Decompensated (progressive) — mechanisms overwhelmed. BP drops. Tachycardia worsens. Lactic acidosis (anaerobic metabolism). Oliguria.
Irreversible — cellular death. Multi-organ failure. No response to treatment. Fatal.

Heart Failure — When the Pump Weakens (PY5.16)

Heart failure (HF) is a clinical syndrome where the heart cannot pump enough blood to meet the body's metabolic demands, OR can only do so at elevated filling pressures.

Causes:
Systolic failure (reduced ejection fraction, HFrEF) — weakened contraction. Causes: ischaemic heart disease (most common in India), dilated cardiomyopathy, myocarditis, chronic alcoholism.
Diastolic failure (preserved ejection fraction, HFpEF) — impaired filling. Causes: hypertensive heart disease (LVH), hypertrophic cardiomyopathy, constrictive pericarditis.

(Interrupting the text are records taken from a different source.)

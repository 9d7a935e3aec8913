//! Configuration Vault – reads/writes `~/.skylink/config.toml`.

use serde::{Deserialize, Serialize};
use std::fs;
use std::path::PathBuf;
use std::time::Duration;

use skylink_middleware::{BridgeConfig, BrokerTarget, TopicSet};

/// Persisted operator configuration stored in `~/.skylink/config.toml`.
#[derive(Debug, Clone, PartialEq, Serialize, Deserialize)]
pub struct Config {
    /// MQTT broker hostname.
    #[serde(default = "default_broker_host")]
    pub broker_host: String,

    #[serde(default = "default_broker_port")]
    pub broker_port: u16,

    /// MQTT keepalive interval in seconds.
    #[serde(default = "default_keepalive_secs")]
    pub keepalive_secs: u16,

    #[serde(default = "default_command_topic")]
    pub command_topic: String,

    #[serde(default = "default_status_topic")]
    pub status_topic: String,

    #[serde(default = "default_telemetry_topic")]
    pub telemetry_topic: String,

    /// Identifier stamped into every command as `source`.
    #[serde(default = "default_source")]
    pub source: String,

    /// Pause between disconnect and connect on `/reconnect`.
    #[serde(default = "default_reconnect_delay_ms")]
    pub reconnect_delay_ms: u64,

    #[serde(default = "default_connect_timeout_secs")]
    pub connect_timeout_secs: u64,

    /// Number of log lines shown by `/logs`.
    #[serde(default = "default_log_lines")]
    pub log_lines: usize,
}

fn default_broker_host() -> String {
    "broker.emqx.io".to_string()
}
fn default_broker_port() -> u16 {
    1883
}
fn default_keepalive_secs() -> u16 {
    60
}
fn default_command_topic() -> String {
    "mavsdk/command".to_string()
}
fn default_status_topic() -> String {
    "mavsdk/status".to_string()
}
fn default_telemetry_topic() -> String {
    "mavsdk/telemetry".to_string()
}
fn default_source() -> String {
    "skylink-cli".to_string()
}
fn default_reconnect_delay_ms() -> u64 {
    1000
}
fn default_connect_timeout_secs() -> u64 {
    10
}
fn default_log_lines() -> usize {
    20
}

impl Default for Config {
    fn default() -> Self {
        Self {
            broker_host: default_broker_host(),
            broker_port: default_broker_port(),
            keepalive_secs: default_keepalive_secs(),
            command_topic: default_command_topic(),
            status_topic: default_status_topic(),
            telemetry_topic: default_telemetry_topic(),
            source: default_source(),
            reconnect_delay_ms: default_reconnect_delay_ms(),
            connect_timeout_secs: default_connect_timeout_secs(),
            log_lines: default_log_lines(),
        }
    }
}

impl Config {
    /// Translate into the bridge's runtime configuration.
    ///
    /// The MQTT client id is derived fresh on every call
    /// (`skylink_<unix seconds>`).
    pub fn bridge_config(&self) -> BridgeConfig {
        let target = BrokerTarget::new(&self.broker_host, self.broker_port, self.keepalive_secs)
            .with_connect_timeout(Duration::from_secs(self.connect_timeout_secs));
        BridgeConfig {
            target,
            source: self.source.clone(),
            topics: TopicSet {
                command: self.command_topic.clone(),
                status: self.status_topic.clone(),
                telemetry: self.telemetry_topic.clone(),
            },
            reconnect_delay: Duration::from_millis(self.reconnect_delay_ms),
            ..BridgeConfig::default()
        }
    }
}

/// Return the path to `~/.skylink/config.toml`.
pub fn config_path() -> PathBuf {
    config_path_for_home(
        &std::env::var("HOME")
            .or_else(|_| std::env::var("USERPROFILE"))
            .unwrap_or_else(|_| ".".to_string()),
    )
}

/// Build the config path relative to the given home directory.
pub(crate) fn config_path_for_home(home: &str) -> PathBuf {
    PathBuf::from(home).join(".skylink").join("config.toml")
}

/// Load the config from disk and apply environment overrides.  Returns
/// `None` if the file does not exist.
pub fn load() -> Result<Option<Config>, String> {
    Ok(load_from(&config_path())?.map(|mut cfg| {
        apply_env_overrides(&mut cfg);
        cfg
    }))
}

/// Load the config from a specific path, without environment overrides.
pub(crate) fn load_from(path: &PathBuf) -> Result<Option<Config>, String> {
    if !path.exists() {
        return Ok(None);
    }
    let raw = fs::read_to_string(path)
        .map_err(|e| format!("Failed to read config at {}: {}", path.display(), e))?;
    let cfg: Config =
        toml::from_str(&raw).map_err(|e| format!("Failed to parse config: {}", e))?;
    Ok(Some(cfg))
}

/// Apply `SKYLINK_*` environment variable overrides to `cfg`.
///
/// | Variable | Config field |
/// |---|---|
/// | `SKYLINK_BROKER_HOST` | `broker_host` |
/// | `SKYLINK_BROKER_PORT` | `broker_port` |
/// | `SKYLINK_KEEPALIVE_SECS` | `keepalive_secs` |
/// | `SKYLINK_SOURCE` | `source` |
///
/// Unparseable numbers are ignored.
pub fn apply_env_overrides(cfg: &mut Config) {
    if let Ok(v) = std::env::var("SKYLINK_BROKER_HOST") {
        cfg.broker_host = v;
    }
    if let Ok(v) = std::env::var("SKYLINK_BROKER_PORT")
        && let Ok(port) = v.parse::<u16>()
    {
        cfg.broker_port = port;
    }
    if let Ok(v) = std::env::var("SKYLINK_KEEPALIVE_SECS")
        && let Ok(secs) = v.parse::<u16>()
    {
        cfg.keepalive_secs = secs;
    }
    if let Ok(v) = std::env::var("SKYLINK_SOURCE") {
        cfg.source = v;
    }
}

/// Save the config to disk, creating `~/.skylink/` if necessary.
pub fn save(cfg: &Config) -> Result<(), String> {
    save_to(cfg, &config_path())
}

/// Save the config to a specific path.
pub(crate) fn save_to(cfg: &Config, path: &PathBuf) -> Result<(), String> {
    if let Some(parent) = path.parent() {
        fs::create_dir_all(parent)
            .map_err(|e| format!("Failed to create config directory: {}", e))?;
        #[cfg(unix)]
        {
            use std::os::unix::fs::PermissionsExt;
            fs::set_permissions(parent, fs::Permissions::from_mode(0o700))
                .map_err(|e| format!("Failed to set config directory permissions: {}", e))?;
        }
    }
    let raw =
        toml::to_string_pretty(cfg).map_err(|e| format!("Failed to serialize config: {}", e))?;
    #[cfg(unix)]
    {
        use std::os::unix::fs::OpenOptionsExt;
        fs::OpenOptions::new()
            .write(true)
            .create(true)
            .truncate(true)
            .mode(0o600)
            .open(path)
            .and_then(|mut f| {
                use std::io::Write;
                f.write_all(raw.as_bytes())
            })
            .map_err(|e| format!("Failed to write config at {}: {}", path.display(), e))?;
    }
    #[cfg(not(unix))]
    fs::write(path, raw)
        .map_err(|e| format!("Failed to write config at {}: {}", path.display(), e))?;
    Ok(())
}

#[cfg(test)]
mod tests {
    use super::*;

    #[test]
    fn defaults_match_public_test_broker() {
        let cfg = Config::default();
        assert_eq!(cfg.broker_host, "broker.emqx.io");
        assert_eq!(cfg.broker_port, 1883);
        assert_eq!(cfg.keepalive_secs, 60);
        assert_eq!(cfg.log_lines, 20);
    }

    #[test]
    fn bridge_config_carries_every_field() {
        let cfg = Config {
            broker_host: "10.0.0.7".to_string(),
            broker_port: 8883,
            keepalive_secs: 30,
            command_topic: "uav1/cmd".to_string(),
            status_topic: "uav1/status".to_string(),
            telemetry_topic: "uav1/telem".to_string(),
            source: "ground-station".to_string(),
            reconnect_delay_ms: 250,
            connect_timeout_secs: 3,
            log_lines: 50,
        };
        let bridge = cfg.bridge_config();
        assert_eq!(bridge.target.addr(), "10.0.0.7:8883");
        assert_eq!(bridge.target.keepalive_secs, 30);
        assert_eq!(bridge.target.connect_timeout, Duration::from_secs(3));
        assert_eq!(bridge.topics.command, "uav1/cmd");
        assert_eq!(bridge.topics.subscriptions(), vec!["uav1/status", "uav1/telem"]);
        assert_eq!(bridge.source, "ground-station");
        assert_eq!(bridge.reconnect_delay, Duration::from_millis(250));
        assert!(bridge.client_id.starts_with("skylink_"));
    }

    #[test]
    fn partial_file_falls_back_to_defaults() {
        let dir = tempfile::tempdir().expect("tmp dir");
        let path = config_path_for_home(&dir.path().to_string_lossy());
        fs::create_dir_all(path.parent().unwrap()).unwrap();
        fs::write(&path, "broker_host = \"mqtt.local\"\n").unwrap();

        let cfg = load_from(&path).expect("load ok").expect("some");
        assert_eq!(cfg.broker_host, "mqtt.local");
        assert_eq!(cfg.broker_port, 1883);
        assert_eq!(cfg.status_topic, "mavsdk/status");
    }

    #[test]
    fn malformed_file_is_an_error() {
        let dir = tempfile::tempdir().expect("tmp dir");
        let path = config_path_for_home(&dir.path().to_string_lossy());
        fs::create_dir_all(path.parent().unwrap()).unwrap();
        fs::write(&path, "broker_port = \"not a number\"").unwrap();

        let err = load_from(&path).unwrap_err();
        assert!(err.contains("Failed to parse config"));
    }

    #[cfg(unix)]
    #[test]
    fn config_file_has_restrictive_permissions() {
        use std::os::unix::fs::PermissionsExt;
        let dir = tempfile::tempdir().expect("tmp dir");
        let path = config_path_for_home(&dir.path().to_string_lossy());

        save_to(&Config::default(), &path).expect("save");

        let file_mode = fs::metadata(&path).expect("file metadata").permissions().mode() & 0o777;
        assert_eq!(file_mode, 0o600, "config file must have 0o600 permissions");

        let dir_meta = fs::metadata(path.parent().unwrap()).expect("dir metadata");
        assert_eq!(dir_meta.permissions().mode() & 0o777, 0o700);
    }

    #[test]
    fn roundtrip_custom_config() {
        let dir = tempfile::tempdir().expect("tmp dir");
        let path = config_path_for_home(&dir.path().to_string_lossy());

        let cfg = Config {
            broker_host: "mqtt.field.local".to_string(),
            log_lines: 40,
            ..Config::default()
        };
        save_to(&cfg, &path).expect("save");

        let loaded = load_from(&path).expect("load ok").expect("some");
        assert_eq!(loaded.broker_host, "mqtt.field.local");
        assert_eq!(loaded.log_lines, 40);
        assert_eq!(loaded.command_topic, "mavsdk/command");
    }

    #[test]
    fn config_path_points_to_skylink_dir() {
        let p = config_path_for_home("/home/pilot");
        assert!(p.to_string_lossy().contains(".skylink"));
        assert!(p.to_string_lossy().ends_with("config.toml"));
    }

    #[test]
    fn load_from_returns_none_when_missing() {
        let dir = tempfile::tempdir().expect("tmp dir");
        let path = config_path_for_home(&dir.path().to_string_lossy());
        assert!(load_from(&path).expect("no error").is_none());
    }

    // Env-var tests share process state; each uses its own variable.

    #[test]
    fn apply_env_overrides_changes_broker_host() {
        // SAFETY: no other test touches this variable.
        unsafe { std::env::set_var("SKYLINK_BROKER_HOST", "mqtt.override.local") };
        let mut cfg = Config::default();
        apply_env_overrides(&mut cfg);
        assert_eq!(cfg.broker_host, "mqtt.override.local");
        unsafe { std::env::remove_var("SKYLINK_BROKER_HOST") };
    }

    #[test]
    fn apply_env_overrides_changes_port() {
        // SAFETY: no other test touches this variable.
        unsafe { std::env::set_var("SKYLINK_BROKER_PORT", "8883") };
        let mut cfg = Config::default();
        apply_env_overrides(&mut cfg);
        assert_eq!(cfg.broker_port, 8883);
        unsafe { std::env::remove_var("SKYLINK_BROKER_PORT") };
    }

    #[test]
    fn apply_env_overrides_ignores_invalid_keepalive() {
        // SAFETY: no other test touches this variable.
        unsafe { std::env::set_var("SKYLINK_KEEPALIVE_SECS", "forever") };
        let mut cfg = Config::default();
        apply_env_overrides(&mut cfg);
        assert_eq!(cfg.keepalive_secs, 60);
        unsafe { std::env::remove_var("SKYLINK_KEEPALIVE_SECS") };
    }

    #[test]
    fn apply_env_overrides_changes_source() {
        // SAFETY: no other test touches this variable.
        unsafe { std::env::set_var("SKYLINK_SOURCE", "ops-console-2") };
        let mut cfg = Config::default();
        apply_env_overrides(&mut cfg);
        assert_eq!(cfg.source, "ops-console-2");
        unsafe { std::env::remove_var("SKYLINK_SOURCE") };
    }
}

Pathophysiology — the vicious cycle:

1. Decreased cardiac output -> inadequate tissue perfusion
2. Compensatory mechanisms activate (initially helpful, ultimately harmful):
- Frank-Starling mechanism: increased preload -> increased stretch -> more forceful contraction. But excessive stretch leads to ventricular dilation and worsening function.
- Sympathetic activation: increased HR and contractility. But chronically increased catecholamines are toxic to cardiac myocytes.
- RAAS activation: Na+ and water retention -> increased blood volume -> increased preload. But fluid overload causes pulmonary oedema (left heart failure) and peripheral oedema (right heart failure).
- Ventricular remodelling: the heart dilates and hypertrophies. But a dilated heart is less efficient (Laplace's law: wall stress = pressure x radius / 2 x wall thickness).

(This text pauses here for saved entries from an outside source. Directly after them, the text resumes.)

//! REPL – Read-Eval-Print Loop for the SkyLink operator shell.
//!
//! Supported slash-commands:
//!   /land                      – send LAND (high priority)
//!   /brake                     – send BRAKE (high priority)
//!   /send <ACTION> [low|high]  – send any action
//!   /reconnect                 – drop and re-establish the broker session
//!   /status                    – connection state and broker details
//!   /logs                      – replay the log buffer
//!   /help                      – show this list
//!   /quit | /exit              – gracefully exit the shell
//!
//! Inbound traffic is drained from the bridge before every prompt, appended
//! to a bounded [`LogBuffer`] and echoed.

use colored::Colorize;
use std::collections::VecDeque;
use std::sync::Arc;
use std::sync::atomic::{AtomicBool, Ordering};

use chrono::Local;
use rustyline::DefaultEditor;
use rustyline::error::ReadlineError;
use tokio::runtime::Runtime;

use skylink_middleware::Bridge;
use skylink_types::{Action, BridgeError, Priority};

/// Shown (and logged) when a send is attempted without a session.
pub const NOT_CONNECTED_MSG: &str = "Not connected — cannot send";

const PROMPT: &str = "skylink> ";
const USAGE_SEND: &str = "usage: /send <ACTION> [low|high]";

/// A parsed slash-command.
#[derive(Debug, Clone, PartialEq, Eq)]
pub enum ReplCommand {
    Send(Action, Priority),
    Reconnect,
    Status,
    Logs,
    Help,
    Quit,
}

/// Parse one line of operator input.  The error is a message for the
/// operator.
pub fn parse_command(line: &str) -> Result<ReplCommand, String> {
    let mut parts = line.split_whitespace();
    let Some(head) = parts.next() else {
        return Err("empty command".to_string());
    };

    let cmd = match head {
        "/land" => ReplCommand::Send(Action::Land, Priority::High),
        "/brake" => ReplCommand::Send(Action::Brake, Priority::High),
        "/send" => {
            let action = parts
                .next()
                .ok_or(USAGE_SEND)?
                .parse::<Action>()
                .map_err(reason)?;
            let priority = match parts.next() {
                Some(tag) => tag.parse::<Priority>().map_err(reason)?,
                None => Priority::default(),
            };
            ReplCommand::Send(action, priority)
        }
        "/reconnect" => ReplCommand::Reconnect,
        "/status" => ReplCommand::Status,
        "/logs" => ReplCommand::Logs,
        "/help" => ReplCommand::Help,
        "/quit" | "/exit" => ReplCommand::Quit,
        other => return Err(format!("Unknown command: '{other}'")),
    };

    if let Some(extra) = parts.next() {
        return Err(format!("unexpected argument '{extra}'"));
    }
    Ok(cmd)
}

fn reason(err: BridgeError) -> String {
    match err {
        BridgeError::Encode(msg) => msg,
        other => other.to_string(),
    }
}

// ─────────────────────────────────────────────────────────────────────────────
// Log buffer
// ─────────────────────────────────────────────────────────────────────────────

/// The most recent `capacity` log lines, oldest first.
#[derive(Debug)]
pub struct LogBuffer {
    lines: VecDeque<String>,
    capacity: usize,
}

impl LogBuffer {
    pub fn new(capacity: usize) -> Self {
        let capacity = capacity.max(1);
        Self {
            lines: VecDeque::with_capacity(capacity),
            capacity,
        }
    }

    pub fn push(&mut self, line: String) {
        if self.lines.len() == self.capacity {
            self.lines.pop_front();
        }
        self.lines.push_back(line);
    }

    pub fn lines(&self) -> impl Iterator<Item = &str> {
        self.lines.iter().map(String::as_str)
    }

    pub fn len(&self) -> usize {
        self.lines.len()
    }
}

/// Prefix a locally generated entry with the wall-clock time, in the same
/// shape as [`skylink_types::Event::log_line`].
fn stamp(msg: &str) -> String {
    format!("[{}] {}", Local::now().format("%H:%M:%S"), msg)
}

// ─────────────────────────────────────────────────────────────────────────────
// Session
// ─────────────────────────────────────────────────────────────────────────────

#[derive(Debug, Clone, Copy, PartialEq, Eq)]
pub enum Flow {
    Continue,
    Quit,
}

/// Shell state over one bridge.  Async bridge calls are driven to completion
/// on `rt`.
pub struct Session<'a> {
    rt: &'a Runtime,
    bridge: &'a Bridge,
    log: LogBuffer,
}

impl<'a> Session<'a> {
    pub fn new(rt: &'a Runtime, bridge: &'a Bridge, log_lines: usize) -> Self {
        Self {
            rt,
            bridge,
            log: LogBuffer::new(log_lines),
        }
    }

    #[cfg(test)]
    fn log(&self) -> &LogBuffer {
        &self.log
    }

    /// Move everything the bridge received into the log.  Returns the new
    /// lines.
    pub fn pump_events(&mut self) -> Vec<String> {
        let lines: Vec<String> = self
            .bridge
            .drain_events()
            .iter()
            .map(|event| event.log_line())
            .collect();
        for line in &lines {
            self.log.push(line.clone());
        }
        lines
    }

    fn note(&mut self, msg: &str) {
        self.log.push(stamp(msg));
    }

    pub fn execute(&mut self, cmd: ReplCommand) -> Flow {
        match cmd {
            ReplCommand::Send(action, priority) => self.cmd_send(action, priority),
            ReplCommand::Reconnect => self.cmd_reconnect(),
            ReplCommand::Status => self.cmd_status(),
            ReplCommand::Logs => self.cmd_logs(),
            ReplCommand::Help => cmd_help(),
            ReplCommand::Quit => {
                println!("{}", "Goodbye.".green());
                return Flow::Quit;
            }
        }
        Flow::Continue
    }

    fn cmd_send(&mut self, action: Action, priority: Priority) {
        let command = self.bridge.command(action, priority);
        match self.rt.block_on(self.bridge.send_command(command)) {
            Ok(()) => {
                let msg = format!("SENT {action}");
                println!("{} {}", "✓".green().bold(), msg.bold());
                self.note(&msg);
            }
            Err(BridgeError::NotConnected) => {
                println!("{}", NOT_CONNECTED_MSG.yellow());
                self.note(NOT_CONNECTED_MSG);
            }
            Err(e) => {
                let msg = format!("Send failed ({e})");
                println!("{}", msg.red());
                self.note(&msg);
            }
        }
    }

    fn cmd_reconnect(&mut self) {
        println!("{}", "Reconnecting...".yellow());
        self.note("Reconnecting...");
        match self.rt.block_on(self.bridge.reconnect()) {
            Ok(()) => println!("{} {}", "✓".green().bold(), "Connected".green()),
            // The failure itself arrives as a SYSTEM event on the next drain.
            Err(e) => println!("{}: {}", "Reconnect failed".red(), e),
        }
    }

    fn cmd_status(&self) {
        let cfg = self.bridge.config();
        let state = self.bridge.state();
        let shown = if state.is_connected() {
            state.to_string().green()
        } else {
            state.to_string().red()
        };

        println!("{}", "Bridge Status".bold().underline());
        println!("  State     : {shown}");
        println!("  Broker    : {}", cfg.target.addr().bold());
        println!("  Client id : {}", cfg.client_id);
        println!("  Source    : {}", cfg.source);
        println!("  Command   → {}", cfg.topics.command.cyan());
        println!("  Status    ← {}", cfg.topics.status.cyan());
        println!("  Telemetry ← {}", cfg.topics.telemetry.cyan());
    }

    fn cmd_logs(&self) {
        if self.log.len() == 0 {
            println!("{}", "(no log entries yet)".dimmed());
            return;
        }
        for line in self.log.lines() {
            println!("  {line}");
        }
    }
}

fn cmd_help() {
    println!();
    println!("{}", "SkyLink Commands".bold().underline());
    println!("  {}                      – send LAND", "/land".bold().cyan());
    println!("  {}                     – send BRAKE", "/brake".bold().cyan());
    println!("  {}  – send any action", "/send <ACTION> [low|high]".bold().cyan());
    println!(
        "      actions: {}",
        Action::ALL.iter().map(|a| a.as_str()).collect::<Vec<_>>().join(", ")
    );
    println!("  {}                 – reconnect to the broker", "/reconnect".bold().cyan());
    println!("  {}                    – connection status", "/status".bold().cyan());
    println!("  {}                      – show recent log lines", "/logs".bold().cyan());
    println!("  {}               – exit the shell", "/quit  /exit".bold().cyan());
    println!();
}

// ─────────────────────────────────────────────────────────────────────────────
// Loop
// ─────────────────────────────────────────────────────────────────────────────

/// Entry point for the interactive REPL.
///
/// `shutdown` is polled each iteration; when set the REPL exits.  Ctrl-C at
/// the prompt also sets it.
pub fn run(rt: &Runtime, bridge: &Bridge, log_lines: usize, shutdown: Arc<AtomicBool>) {
    let mut editor = match DefaultEditor::new() {
        Ok(editor) => editor,
        Err(e) => {
            eprintln!("{}: {}", "Failed to initialise line editor".red(), e);
            return;
        }
    };
    let mut session = Session::new(rt, bridge, log_lines);

    loop {
        if shutdown.load(Ordering::SeqCst) {
            break;
        }

        for line in session.pump_events() {
            println!("{}", line.dimmed());
        }

        let line = match editor.readline(PROMPT) {
            Ok(line) => line,
            Err(ReadlineError::Interrupted) => {
                println!("{}", "⚠  Ctrl-C received – shutting down …".yellow().bold());
                shutdown.store(true, Ordering::SeqCst);
                break;
            }
            Err(ReadlineError::Eof) => break,
            Err(e) => {
                eprintln!("{}: {}", "Read error".red(), e);
                break;
            }
        };

        let input = line.trim();
        if input.is_empty() {
            continue;
        }
        let _ = editor.add_history_entry(input);

        match parse_command(input) {
            Ok(cmd) => {
                if session.execute(cmd) == Flow::Quit {
                    shutdown.store(true, Ordering::SeqCst);
                    break;
                }
            }
            Err(msg) => println!(
                "{} Type {} for available commands.",
                msg.red(),
                "/help".bold()
            ),
        }
    }
}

  1. The compensatory mechanisms themselves worsen the disease -> vicious cycle -> progressive deterioration.

Clinical features:
Left heart failure -> pulmonary congestion: dyspnoea (breathlessness), orthopnoea (breathlessness lying flat), paroxysmal nocturnal dyspnoea (PND), pulmonary crackles, S3 gallop.
Right heart failure -> systemic congestion: raised JVP, hepatomegaly, peripheral oedema (ankle swelling), ascites.
Biventricular failure -> features of both. This is the most common presentation because left heart failure eventually causes pulmonary hypertension -> right heart failure.

Key concept: Treatment of heart failure targets the harmful compensatory mechanisms — ACE inhibitors (block RAAS), beta-blockers (block sympathetic overdrive), diuretics (reduce fluid overload). This is why understanding the pathophysiology matters for treatment.

CLINICAL PEARL

Heart failure in rural India — the clinical reality: Rheumatic heart disease (from untreated streptococcal pharyngitis in childhood) remains a leading cause of heart failure in young adults in India, unlike the West where ischaemic heart disease dominates. A 25-year-old with mitral stenosis presenting in acute pulmonary oedema is still a common scenario in district hospitals. Early detection and treatment of strep throat with penicillin could prevent this entirely — a public health failure, not just a medical one.

SELF-CHECK

A 60-year-old man with known ischaemic heart disease presents with breathlessness on exertion, orthopnoea, and ankle swelling. On examination, JVP is raised, there are bilateral lung crackles, and pitting oedema is present in both ankles. Which type of heart failure best explains ALL these findings?

A. Isolated left heart failure

B. Isolated right heart failure

C. Biventricular (congestive) heart failure

D. Diastolic heart failure only

Reveal Answer

Answer: C. Biventricular (congestive) heart failure

Lung crackles and orthopnoea indicate left heart failure (pulmonary congestion). Raised JVP and ankle oedema indicate right heart failure (systemic congestion). Both together = biventricular (congestive) heart failure. This is the most common presentation — left heart failure leads to pulmonary hypertension, which eventually causes right heart failure.